In a big legal win for the Trump White House, the government does not have to resume making payments on health care subsidies. A federal judge rejected the arguments of 18 state attorneys general who contended the monthly payments are required under former President Barack Obama’s health care law and that cutting them off will harm consumers.
It may not sound like a big deal, but closer examination reminds us of the old adage, “To be forewarned is to be forearmed.”
The term “health insurance exchange” – also known as a “health insurance marketplace” – has become part of the mainstream conversation about health insurance and healthcare reform. The ACA called for the creation of an exchange in each state.

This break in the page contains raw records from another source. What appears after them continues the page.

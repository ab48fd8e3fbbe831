use chrono::{DateTime, Utc};
use serde::{Deserialize, Serialize};
use uuid::Uuid;

use super::enums::{ReportStatus, ReportType};

/// A periodic or ad hoc activity report routed through tiered review.
///
/// Sector and district reviewers each have their own notes/reviewer/timestamp
/// columns; the columns are disjoint so concurrent reviews from the two tiers
/// cannot clobber each other. `status` is the single pipeline state.
#[derive(Debug, Clone, Serialize, Deserialize)]
pub struct Report {
    pub id: Uuid,
    pub title: String,
    pub content: String,
    pub report_type: ReportType,
    pub status: ReportStatus,
    pub submitter_id: Uuid,
    pub province: String,
    pub district: String,
    pub sector: String,
    pub sector_vet_notes: Option<String>,
    pub sector_reviewer_id: Option<Uuid>,
    pub sector_reviewed_at: Option<DateTime<Utc>>,
    pub district_vet_notes: Option<String>,
    pub district_reviewer_id: Option<Uuid>,
    pub district_reviewed_at: Option<DateTime<Utc>>,
    pub attachment_ref: Option<String>,
    pub created_at: DateTime<Utc>,
    pub updated_at: DateTime<Utc>,
}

The ACA offers subsidies to reduce monthly premiums and out-of-pocket costs in an effort to expand access to affordable health insurance for moderate and low-income people – particularly those without access to affordable coverage through their employer, Medicaid or Medicare. There are two types of subsidies available to marketplace enrollees. The first type of assistance, called the premium tax credit, works to reduce enrollees’ monthly payments for insurance coverage. The second type of financial assistance, the cost-sharing subsidy, is designed to minimize enrollees’ out-of-pocket costs when they go to the doctor or have a hospital stay. In order to receive either type of financial assistance, qualifying individuals and families must enroll in a plan offered through a health insurance Marketplace.
The ACA requires insurers to offer reduced out-of-pocket charges to customers of individual health plans if those people earn less than 250 percent of the federal poverty level, or less than $30,150 per year for a single person. A report by the Kaiser Family Foundation found that for people who earn between 150 percent and 200 percent of poverty “the average deductible is reduced to $809, a savings of $2,800” each year.